# Instructions to follow
Of the lines in the data below, write out exactly those from the one holding "after the first" through the one holding "pub trait Filter: Send", both included.

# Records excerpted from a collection

Start of Block

//! Stop word removal.
//!
//! # Examples
//!
//! ```
//! use dvstring::analysis::token_filter::Filter;
//! use dvstring::analysis::token_filter::stop::StopFilter;
//! use dvstring::analysis::token::Token;
//!
//! let filter = StopFilter::new();
//! let tokens = vec![Token::new("the", 0), Token::new("thing", 1)];
//! let result: Vec<_> = filter.filter(Box::new(tokens.into_iter()))
//!     .unwrap()
//!     .collect();
//!
//! assert_eq!(result.len(), 1);
//! assert_eq!(result[0].text, "thing");
//! ```

use std::sync::Arc;

use ahash::AHashSet;
use lazy_static::lazy_static;

use crate::analysis::token::TokenStream;
use crate::analysis::token_filter::Filter;
use crate::error::Result;

/// English stop words, as shipped with Lucene's `StopAnalyzer`.
pub const DEFAULT_ENGLISH_STOP_WORDS: &[&str] = &[
    "a", "an", "and", "are", "as", "at", "be", "but", "by", "for", "if", "in", "into", "is", "it",
    "no", "not", "of", "on", "or", "such", "that", "the", "their", "then", "there", "these",
    "they", "this", "to", "was", "will", "with",
];

lazy_static! {
    static ref DEFAULT_ENGLISH_STOP_WORDS_SET: Arc<AHashSet<String>> = Arc::new(
        DEFAULT_ENGLISH_STOP_WORDS
            .iter()
            .map(|word| word.to_string())
            .collect()
    );
}

/// A filter that removes stop words, or marks them as stopped.
#[derive(Clone, Debug)]
pub struct StopFilter {
    stop_words: Arc<AHashSet<String>>,
    // Drop stop words, or only mark them.
    remove_stopped: bool,
}

impl StopFilter {
    /// Create a new stop filter with the default English stop words.
    pub fn new() -> Self {
        StopFilter {
            stop_words: Arc::clone(&DEFAULT_ENGLISH_STOP_WORDS_SET),
            remove_stopped: true,
        }
    }

    /// Create a new stop filter from a list of stop words.
    pub fn from_words<I, S>(words: I) -> Self
    where
        I: IntoIterator<Item = S>,
        S: Into<String>,
    {
        StopFilter {
            stop_words: Arc::new(words.into_iter().map(Into::into).collect()),
            remove_stopped: true,
        }
    }

    /// Keep stopped tokens in the stream, marked with [`Token::stop`](crate::analysis::token::Token::stop).
    pub fn remove_stopped(mut self, remove: bool) -> Self {
        self.remove_stopped = remove;
        self
    }

    /// Check if a word is a stop word.
    pub fn is_stop_word(&self, word: &str) -> bool {
        self.stop_words.contains(word)
    }

    /// Get the number of stop words.
    pub fn len(&self) -> usize {
        self.stop_words.len()
    }

    /// Check if the stop word set is empty.
    pub fn is_empty(&self) -> bool {
        self.stop_words.is_empty()
    }
}

impl Default for StopFilter {
    fn default() -> Self {
        Self::new()
    }
}

impl Filter for StopFilter {
    fn filter(&self, tokens: TokenStream) -> Result<TokenStream> {
        let stop_words = Arc::clone(&self.stop_words);
        let remove_stopped = self.remove_stopped;

        Ok(Box::new(tokens.filter_map(move |token| {
            if token.is_stopped() || !stop_words.contains(&token.text) {
                Some(token)
            } else if remove_stopped {
                None
            } else {
                Some(token.stop())
            }
        })))
    }

    fn name(&self) -> &'static str {
        "stop"
    }
}

#[cfg(test)]
mod tests {
    use super::*;
    use crate::analysis::token::Token;

    fn run(filter: &StopFilter, words: &[&str]) -> Vec<Token> {
        let tokens: Vec<Token> = words
            .iter()
            .enumerate()
            .map(|(i, word)| Token::new(*word, i))
            .collect();
        filter.filter(Box::new(tokens.into_iter())).unwrap().collect()
    }

    #[test]
    fn test_stop_words_removed() {
        let filter = StopFilter::from_words(vec!["the", "of"]);
        let result = run(&filter, &["the", "guardians", "of", "the", "galaxy"]);

        let texts: Vec<&str> = result.iter().map(|token| token.text.as_str()).collect();
        assert_eq!(texts, vec!["guardians", "galaxy"]);
        assert_eq!(result[1].position, 4);
    }

    #[test]
    fn test_stop_words_marked() {
        let filter = StopFilter::from_words(vec!["the"]).remove_stopped(false);
        let result = run(&filter, &["the", "punisher"]);

        assert_eq!(result.len(), 2);
        assert!(result[0].is_stopped());
        assert!(!result[1].is_stopped());
    }

    #[test]
    fn test_default_stop_words() {
        let filter = StopFilter::new();
        assert_eq!(filter.len(), 33);
        assert!(filter.is_stop_word("the"));
        assert!(!filter.is_stop_word("woman"));
    }
}
//! Token filter implementations for token transformation.
//!
//! Filters receive the token stream of a tokenizer (or of the previous
//! filter) and return a new stream.
//!
//! # Available Filters
//!
//! - [`lowercase::LowercaseFilter`] - Converts tokens to lowercase
//! - [`stop::StopFilter`] - Removes stop words
//! - [`limit::LimitFilter`] - Limits the number of tokens
//!
//! Filters are applied lazily, so a consumer that stops after the first
//! token never pulls the rest of the stream through the chain.
//!
//! # Examples
//!
//! ```
//! use dvstring::analysis::token_filter::Filter;
//! use dvstring::analysis::token_filter::lowercase::LowercaseFilter;
//! use dvstring::analysis::token::Token;
//!
//! let filter = LowercaseFilter::new();
//! let tokens = vec![Token::new("Hello", 0), Token::new("WORLD", 1)];
//! let filtered: Vec<_> = filter.filter(Box::new(tokens.into_iter()))
//!     .unwrap()
//!     .collect();
//!
//! assert_eq!(filtered[0].text, "hello");
//! assert_eq!(filtered[1].text, "world");
//! ```

use crate::analysis::token::TokenStream;
use crate::error::Result;

/// Trait for filters that transform token streams.
///
/// The trait requires `Send + Sync` to allow use in concurrent contexts.
pub trait Filter: Send + Sync {
    /// Apply this filter to a token stream.
    fn filter(&self, tokens: TokenStream) -> Result<TokenStream>;

    /// Get the name of this filter (for debugging and configuration).
    fn name(&self) -> &'static str;
}

pub mod limit;
pub mod lowercase;
pub mod stop;
//! Tokenizer implementations for text analysis.
//!
//! Tokenizers are the first step of an analyzer: they split the input text
//! into tokens that filters then transform.
//!
//! # Available Tokenizers
//!
//! - [`whole::WholeTokenizer`] - Treats the entire input as a single token (`keyword`)
//! - [`whitespace::WhitespaceTokenizer`] - Splits on whitespace
//! - [`regex::RegexTokenizer`] - Extracts regex matches, or the gaps between them
//! - [`unicode_word::UnicodeWordTokenizer`] - Uses Unicode word boundaries
//!
//! # Examples
//!
//! ```
//! use dvstring::analysis::tokenizer::Tokenizer;
//! use dvstring::analysis::tokenizer::whitespace::WhitespaceTokenizer;
//!
//! let tokenizer = WhitespaceTokenizer::new();
//! let tokens: Vec<_> = tokenizer.tokenize("Hello world").unwrap().collect();
//! assert_eq!(tokens.len(), 2);
//! ```

use crate::analysis::token::TokenStream;
use crate::error::Result;

/// Trait for tokenizers that convert text into tokens.
///
/// The trait requires `Send + Sync` so analyzers can be shared between
/// indexing threads.
///
/// # Examples
///
/// Implementing a custom tokenizer:
///
/// ```
/// use dvstring::analysis::token::{Token, TokenStream};
/// use dvstring::analysis::tokenizer::Tokenizer;
/// use dvstring::error::Result;
///
/// struct CommaTokenizer;
///
/// impl Tokenizer for CommaTokenizer {
///     fn tokenize(&self, text: &str) -> Result<TokenStream> {
///         let tokens: Vec<Token> = text
///             .split(',')
///             .enumerate()
///             .map(|(i, s)| Token::new(s.trim(), i))
///             .collect();
///         Ok(Box::new(tokens.into_iter()))
///     }
///
///     fn name(&self) -> &'static str {
///         "comma"
///     }
/// }
/// ```
pub trait Tokenizer: Send + Sync {
    /// Tokenize the given text into a stream of tokens.
    fn tokenize(&self, text: &str) -> Result<TokenStream>;

    /// Get the name of this tokenizer (for debugging and configuration).
    fn name(&self) -> &'static str;
}

pub mod regex;
pub mod unicode_word;
pub mod whitespace;
pub mod whole;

End of Block

# Completed task
//! Filters are applied lazily, so a consumer that stops after the first
//! token never pulls the rest of the stream through the chain.
//!
//! # Examples
//!
//! ```
//! use dvstring::analysis::token_filter::Filter;
//! use dvstring::analysis::token_filter::lowercase::LowercaseFilter;
//! use dvstring::analysis::token::Token;
//!
//! let filter = LowercaseFilter::new();
//! let tokens = vec![Token::new("Hello", 0), Token::new("WORLD", 1)];
//! let filtered: Vec<_> = filter.filter(Box::new(tokens.into_iter()))
//!     .unwrap()
//!     .collect();
//!
//! assert_eq!(filtered[0].text, "hello");
//! assert_eq!(filtered[1].text, "world");
//! ```

use crate::analysis::token::TokenStream;
use crate::error::Result;

/// Trait for filters that transform token streams.
///
/// The trait requires `Send + Sync` to allow use in concurrent contexts.
pub trait Filter: Send + Sync {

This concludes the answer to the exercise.